| Action item |
Please copy out the entries until you have copied the line that contains "#[axum::async_trait]", beginning with the first line.

━━━ Records for this exercise ━━━

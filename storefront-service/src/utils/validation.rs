use axum::{
    extract::{FromRequest, Request},
    http::StatusCode,
    response::{IntoResponse, Response},
    Json,
};
use serde::de::DeserializeOwned;
use validator::Validate;

use crate::dtos::ErrorResponse;

/// JSON body that has passed `validator` rules. Both malformed bodies and
/// rule violations are rejected with 400.
pub struct ValidatedJson<T>(pub T);

#[axum::async_trait]
impl<T, S> FromRequest<S> for ValidatedJson<T>
where
    T: DeserializeOwned + Validate + 'static,
    S: Send + Sync,
{
    type Rejection = Response;

    async fn from_request(req: Request, state: &S) -> Result<Self, Self::Rejection> {
        let Json(value) = Json::<T>::from_request(req, state).await.map_err(|e| {
            let err_resp = ErrorResponse {
                error: "Invalid request body".to_string(),
                details: Some(e.body_text()),
            };
            (StatusCode::BAD_REQUEST, Json(err_resp)).into_response()
        })?;

        value.validate().map_err(|e| {
            let err_resp = ErrorResponse {
                error: "Validation error".to_string(),
                details: Some(e.to_string()),
            };
            (StatusCode::BAD_REQUEST, Json(err_resp)).into_response()
        })?;

        Ok(ValidatedJson(value))
    }
}
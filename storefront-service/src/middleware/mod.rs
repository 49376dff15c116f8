pub mod auth;

pub use auth::{
    authenticate, authorize_roles, AllowedRoles, AuthContext, AuthUser, GateRejection,
};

━━━

| Answer area |
filename storefront-service/src/utils/validation.rs
use axum::{
    extract::{FromRequest, Request},
    http::StatusCode,
    response::{IntoResponse, Response},
    Json,
};
use serde::de::DeserializeOwned;
use validator::Validate;

use crate::dtos::ErrorResponse;

/// JSON body that has passed `validator` rules. Both malformed bodies and
/// rule violations are rejected with 400.
pub struct ValidatedJson<T>(pub T);

#[axum::async_trait]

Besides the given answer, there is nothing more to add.